Nguyen will have lots of company from the L.A. basin. About a third of UC Merced’s students will come from Southern California, a third from the Central Valley and the rest from the Bay Area.
“The statistic that blows me away the most is that 47% of these entering students will be the first in their families to go to college,” said Chancellor Carol Tomlinson-Keasey. Access to a quality college education has been a primary reason why UC Merced was located in the San Joaquin Valley, where college-going is not a tradition. About 32% of Nguyen’s class self-report they are underrepresented minorities; 68% receive financial aid.

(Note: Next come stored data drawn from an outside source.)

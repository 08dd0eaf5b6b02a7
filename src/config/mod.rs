//! Configuration loading, parsing, and validation.
//!
//! This module handles all aspects of configuration:
//! - Schema definitions in [`schema`]
//! - File discovery and loading in [`loader`]
//! - Deep merging in [`merger`]
//! - Validation in [`validator`]
//!
//! # Example
//!
//! ```
//! use toolprobe::config::{load_merged_config, validate};
//! use tempfile::TempDir;
//! use std::fs;
//!
//! let temp = TempDir::new().unwrap();
//! let config_dir = temp.path().join(".toolprobe");
//! fs::create_dir_all(&config_dir).unwrap();
//! fs::write(
//!     config_dir.join("config.yml"),
//!     "tools:\n  maven:\n    executable: mvn\n    search_root: /opt/maven\n",
//! )
//! .unwrap();
//!
//! let config = load_merged_config(temp.path()).unwrap();
//! validate(&config).unwrap();
//! assert_eq!(config.tools["maven"].executable.as_deref(), Some("mvn"));
//! ```
//!
//! # Configuration File Locations
//!
//! 1. Project config (`.toolprobe/config.yml`)
//! 2. Local overrides (`.toolprobe/config.local.yml`)

pub mod loader;
pub mod merger;
pub mod schema;
pub mod validator;

pub use loader::{
    find_project_root, load_config, load_config_file, load_config_value, load_merged_config,
    parse_config, project_config_path, ConfigPaths, CONFIG_DIR,
};
pub use merger::{deep_merge, merge_configs};
pub use schema::{ProbeConfig, TargetConfig, ToolConfig, VersionCommand};
pub use validator::{validate, validate_config, validate_tool, Diagnostic, Severity};
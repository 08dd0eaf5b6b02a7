//! Configuration validation rules.
//!
//! Every problem is collected rather than stopping at the first one, so a
//! single `toolprobe lint` run shows everything that needs fixing.
//!
//! Errors make a tool entry unusable. Warnings flag entries that are legal
//! but probably not what the author meant.

use regex::Regex;
use serde::Serialize;

use crate::config::schema::{ProbeConfig, ToolConfig, VersionCommand};
use crate::error::{Result, ToolprobeError};
use crate::version::compare_versions;

/// How serious a diagnostic is.
#[derive(Debug, Clone, Copy, PartialEq, Eq, PartialOrd, Ord, Serialize)]
#[serde(rename_all = "lowercase")]
pub enum Severity {
    Warning,
    Error,
}

/// A validation finding with context.
#[derive(Debug, Clone, Serialize)]
pub struct Diagnostic {
    pub severity: Severity,
    /// Rule identifier
    pub rule: String,
    /// Human-readable message
    pub message: String,
    /// Tool name if the finding is tool-specific
    #[serde(skip_serializing_if = "Option::is_none")]
    pub tool: Option<String>,
    /// Offending field
    #[serde(skip_serializing_if = "Option::is_none")]
    pub field: Option<String>,
}

impl Diagnostic {
    fn error(rule: &str, tool: &str, field: &str, message: String) -> Self {
        Self {
            severity: Severity::Error,
            rule: rule.to_string(),
            message,
            tool: Some(tool.to_string()),
            field: Some(field.to_string()),
        }
    }

    fn warning(rule: &str, tool: Option<&str>, field: &str, message: String) -> Self {
        Self {
            severity: Severity::Warning,
            rule: rule.to_string(),
            message,
            tool: tool.map(String::from),
            field: Some(field.to_string()),
        }
    }

    pub fn is_error(&self) -> bool {
        self.severity == Severity::Error
    }
}

/// Validate a whole configuration.
pub fn validate_config(config: &ProbeConfig) -> Vec<Diagnostic> {
    let mut diagnostics = Vec::new();

    if config.tools.is_empty() {
        diagnostics.push(Diagnostic::warning(
            "no-tools",
            None,
            "tools",
            "No tools are configured".to_string(),
        ));
    }

    if config.target.host.is_none()
        && (config.target.ssh_program.is_some() || !config.target.ssh_options.is_empty())
    {
        diagnostics.push(Diagnostic::warning(
            "ssh-without-host",
            None,
            "target",
            "ssh settings are ignored because no target host is set".to_string(),
        ));
    }

    for (name, tool) in &config.tools {
        diagnostics.extend(validate_tool(name, tool));
    }

    diagnostics
}

/// Validate one tool entry.
pub fn validate_tool(name: &str, tool: &ToolConfig) -> Vec<Diagnostic> {
    let mut diagnostics = Vec::new();

    let executable = tool.executable.as_deref().map(str::trim).unwrap_or("");
    if executable.is_empty() {
        diagnostics.push(Diagnostic::error(
            "missing-executable",
            name,
            "executable",
            format!("Tool '{}' must name an executable", name),
        ));
    }

    let argv = tool.version_argv();
    let pattern = present(&tool.version_pattern);
    let min = present(&tool.version_min);
    let max = present(&tool.version_max);

    if argv.is_empty() {
        diagnostics.push(Diagnostic::warning(
            "no-version-check",
            Some(name),
            "version_cmd",
            format!("Tool '{}' has no version command; its version will not be checked", name),
        ));
        if pattern.is_some() || min.is_some() || max.is_some() {
            diagnostics.push(Diagnostic::warning(
                "version-settings-ignored",
                Some(name),
                "version_cmd",
                format!(
                    "Tool '{}' sets a version pattern or bounds without a version command; they are ignored",
                    name
                ),
            ));
        }
        return diagnostics;
    }

    let single_entry = match &tool.version_cmd {
        Some(VersionCommand::List(items)) if items.len() == 1 => Some(items[0].trim()),
        Some(VersionCommand::Lines(text)) if !text.contains('\n') => Some(text.trim()),
        _ => None,
    };
    if let Some(single) = single_entry.filter(|s| s.contains(' ')) {
        diagnostics.push(Diagnostic::warning(
            "command-with-spaces",
            Some(name),
            "version_cmd",
            format!(
                "Tool '{}' runs '{}' as a single program name; put each argument on its own line or list entry",
                name, single
            ),
        ));
    }

    match pattern {
        None => diagnostics.push(Diagnostic::error(
            "missing-pattern",
            name,
            "version_pattern",
            format!("Tool '{}' has a version command but no version pattern", name),
        )),
        Some(pattern) => {
            if let Err(e) = Regex::new(pattern) {
                diagnostics.push(Diagnostic::error(
                    "invalid-pattern",
                    name,
                    "version_pattern",
                    format!("Tool '{}' has an invalid version pattern: {}", name, e),
                ));
            }
            if min.is_none() && max.is_none() {
                diagnostics.push(Diagnostic::error(
                    "missing-bounds",
                    name,
                    "version_min",
                    format!(
                        "Tool '{}' has a version command and pattern but neither version_min nor version_max",
                        name
                    ),
                ));
            }
        }
    }

    if let (Some(min), Some(max)) = (min, max) {
        if compare_versions(min, max).is_gt() {
            diagnostics.push(Diagnostic::error(
                "inverted-range",
                name,
                "version_min",
                format!(
                    "Tool '{}' has version_min {} greater than version_max {}",
                    name, min, max
                ),
            ));
        }
    }

    diagnostics
}

/// Validate and return Result (for convenience).
///
/// # Errors
///
/// Returns `ConfigValidationError` if any rule reports an error. Warnings
/// are not failures.
pub fn validate(config: &ProbeConfig) -> Result<()> {
    let errors: Vec<_> = validate_config(config)
        .into_iter()
        .filter(Diagnostic::is_error)
        .map(|d| d.message)
        .collect();

    if errors.is_empty() {
        Ok(())
    } else {
        Err(ToolprobeError::ConfigValidationError {
            message: errors.join("; "),
        })
    }
}

fn present(value: &Option<String>) -> Option<&str> {
    value.as_deref().map(str::trim).filter(|v| !v.is_empty())
}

Also awaiting opening day is Associate Professor Tom Harmon, who left UCLA’s Henry Samueli School of Engineering and Applied Science in 2003 for “a rare opportunity to start something from scratch.” Still tied to UCLA through his work with the Center for Embedded Networked Sensing, Harmon is one of 60 charter faculty members chosen from among 13,000 applicants.
The engineering professor said he has always enjoyed making “something great out of nothing.” To pull together faculty, bylaws, rules and procedures where none existed has been extremely hard work, admitted the professor, who has served on numerous search committees and chaired the graduate and research councils while keeping up his research.
Administrative Vice Chancellor Lindsay Desrochers, who oversees construction, also knows what pioneering a new campus means.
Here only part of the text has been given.